GreptimeDB 慢查询记录介绍——精准定位 SQL/PromQL 慢查询

GreptimeDB 2025-08-29

在日常数据库运维中，我们经常会遇到这样的场景：用户反馈某个查询响应很慢，但当我们去排查时，查询已经执行完毕，相关的执行信息也随之消失，导致无法准确定位性能瓶颈；或是在系统监控中发现某个时间段数据库负载异常，却因为缺少详细的查询日志记录，难以追溯具体是哪些 SQL/PromQL 语句导致的问题。

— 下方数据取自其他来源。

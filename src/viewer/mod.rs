//! Interactive list browser
//!
//! Renders one page of rows at a time and takes navigation commands,
//! with input history and per-view settings persistence.

pub mod commands;
pub mod display;

use anyhow::Result;
use rustyline::error::ReadlineError;
use rustyline::DefaultEditor;
use std::path::PathBuf;

use crate::config::Config;
use crate::dataset::Dataset;
use crate::pager::{PageEvent, PageManager};
use crate::settings::SettingsManager;
use crate::viewer::commands::CommandHandler;
pub use crate::viewer::display::DisplayManager;

/// Navigation counters surfaced by the info command
#[derive(Debug, Clone, Default, PartialEq, Eq)]
pub struct NavStats {
    /// Successful page transitions of any kind
    pub pages_visited: usize,

    /// Direct jumps (goto, first, last)
    pub jumps: usize,

    /// Page size changes
    pub size_changes: usize,

    /// Dataset reloads
    pub reloads: usize,
}

/// One named dataset wired to its paging state
///
/// Navigation goes through the view so the counters stay honest; failed
/// moves count nothing.
pub struct ListView {
    name: String,
    dataset: Dataset,
    pager: PageManager,
    stats: NavStats,
}

impl ListView {
    /// Bind a dataset to a paging manager under a view name
    pub fn new(name: &str, dataset: Dataset, mut pager: PageManager) -> Self {
        pager.set_total_items(dataset.len());
        ListView {
            name: name.to_string(),
            dataset,
            pager,
            stats: NavStats::default(),
        }
    }

    /// View name, used as the settings key
    pub fn name(&self) -> &str {
        &self.name
    }

    /// The rows behind the view
    pub fn dataset(&self) -> &Dataset {
        &self.dataset
    }

    /// Paging state
    pub fn pager(&self) -> &PageManager {
        &self.pager
    }

    /// Navigation counters
    pub fn stats(&self) -> &NavStats {
        &self.stats
    }

    /// Allowed page sizes for this view
    pub fn page_sizes(&self) -> &[usize] {
        &self.pager.config().page_sizes
    }

    /// Rows of the active page
    pub fn current_rows(&self) -> &[String] {
        let (start, end) = self.pager.visible_range();
        self.dataset.page_slice(start, end)
    }

    /// Step forward one page
    pub fn next(&mut self) -> Option<PageEvent> {
        self.count_move(|pager| pager.next_page())
    }

    /// Step back one page
    pub fn previous(&mut self) -> Option<PageEvent> {
        self.count_move(|pager| pager.previous_page())
    }

    /// Jump to a page number
    pub fn go_to_page(&mut self, page: usize) -> Option<PageEvent> {
        self.count_jump(|pager| pager.go_to_page(page))
    }

    /// Jump to the first page
    pub fn first(&mut self) -> Option<PageEvent> {
        self.count_jump(|pager| pager.first_page())
    }

    /// Jump to the last page
    pub fn last(&mut self) -> Option<PageEvent> {
        self.count_jump(|pager| pager.last_page())
    }

    /// Change the page size; the view returns to page 1
    pub fn change_size(&mut self, size: usize) -> PageEvent {
        self.stats.size_changes += 1;
        self.pager.set_items_per_page(size)
    }

    /// Reload the dataset and refit the paging state to the new count
    pub fn reload(&mut self) -> Result<usize> {
        let count = self.dataset.reload()?;
        self.pager.set_total_items(count);
        self.stats.reloads += 1;
        Ok(count)
    }

    fn count_move(&mut self, go: impl FnOnce(&mut PageManager) -> Option<PageEvent>) -> Option<PageEvent> {
        let event = go(&mut self.pager);
        if event.is_some() {
            self.stats.pages_visited += 1;
        }
        event
    }

    fn count_jump(&mut self, go: impl FnOnce(&mut PageManager) -> Option<PageEvent>) -> Option<PageEvent> {
        let event = self.count_move(go);
        if event.is_some() {
            self.stats.jumps += 1;
        }
        event
    }
}

/// Interactive browse session
///
/// Owns the readline editor, the command handler, the display and the
/// view. Loop shape: render, prompt, parse, execute.
pub struct BrowseSession {
    editor: DefaultEditor,
    history_path: PathBuf,
    prompt: String,
    handler: CommandHandler,
    display: DisplayManager,
    show_banner: bool,
    view: ListView,
    settings: SettingsManager,
}

impl BrowseSession {
    /// Create a session over a view and its settings manager
    pub fn new(view: ListView, settings: SettingsManager, config: &Config) -> Result<Self> {
        let mut editor = DefaultEditor::new()?;

        let history_path = config.history_file();
        if history_path.exists() {
            let _ = editor.load_history(&history_path);
        }

        let prompt = format!("{}> ", view.name());

        Ok(BrowseSession {
            editor,
            history_path,
            prompt,
            handler: CommandHandler::new(config.viewer.remember_page_size),
            display: DisplayManager::new(),
            show_banner: config.viewer.show_banner,
            view,
            settings,
        })
    }

    /// Run the interactive loop until quit or EOF
    pub fn run(&mut self) -> Result<()> {
        if self.show_banner {
            self.display
                .show_banner(env!("CARGO_PKG_VERSION"), &self.view.dataset().source_label());
        }
        self.display.show_page(&self.view);

        loop {
            let line = match self.read_line()? {
                Some(line) => line,
                None => break,
            };

            if line.is_empty() {
                continue;
            }

            let command = self.handler.parse(&line);
            if !self
                .handler
                .execute(command, &mut self.view, &mut self.settings, &self.display)?
            {
                break;
            }
        }

        self.save_history()
    }

    /// The view under this session
    pub fn view(&self) -> &ListView {
        &self.view
    }

    /// Display manager
    pub fn display(&self) -> &DisplayManager {
        &self.display
    }

    /// Read one trimmed input line
    ///
    /// Returns `Ok(None)` on EOF or interrupt, both of which end the
    /// session.
    fn read_line(&mut self) -> Result<Option<String>> {
        match self.editor.readline(&self.prompt) {
            Ok(line) => {
                let trimmed = line.trim();
                if !trimmed.is_empty() {
                    let _ = self.editor.add_history_entry(trimmed);
                }
                Ok(Some(trimmed.to_string()))
            }
            Err(ReadlineError::Interrupted) | Err(ReadlineError::Eof) => Ok(None),
            Err(err) => Err(anyhow::anyhow!("Readline error: {}", err)),
        }
    }

    fn save_history(&mut self) -> Result<()> {
        if let Some(parent) = self.history_path.parent() {
            std::fs::create_dir_all(parent)?;
        }
        self.editor.save_history(&self.history_path)?;
        Ok(())
    }
}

从 v0.15 开始（本文写作时 GreptimeDB v0.16.0 已经发布，建议使用最新版本测试），GreptimeDB 引入了慢查询记录系统表 greptime_private.slow_queries
：通过相应配置，可以自动记录执行时间过长的慢查询，为 DBA 和开发者提供便捷的诊断和分析工具。无论是事后问题排查，还是日常性能监控，都能够通过历史慢查询记录快速定位问题根源。

开启慢查询记录

仅需如下配置即可开启慢查询记录：

[slow_query]
enable = true
record_type = "system_table"
threshold = "10s"
sample_ratio = 1.0
ttl = "30d"

其中：

enable
设置为 true
表示开启慢查询记录；
record_type
表示记录的方式

log
仅打印日志。
system_table
记录到系统表 greptime_private.slow_queries
，这是更为推荐的方式。

threshold
表示慢查询的耗时阈值。超过这个时间会被记录，它是一个时间范围字符串，例如 1h 表示 1 小时，1m 表示 1 分钟，这里设置成了 10 秒；
sample_ratio
是采样比例，如果慢查询数量较多，为了避免额外记录带来更多的性能劣化，我们可以设置一个采样比例，这里设置成了百分百采样，也就是全记录；
ttl
，当 record_type
是 system_table
，这个参数用于设置 slow_queries
表的数据有效期，上面设置为 30 天（默认值）。

注：单机版开启上述配置即可，集群版本需要在 Frontend 节点开启上述配置。

单机开启慢查询记录

首先请阅读单机版本的安装指南[1]，可裸金属二进制部署或使用 Docker 启动。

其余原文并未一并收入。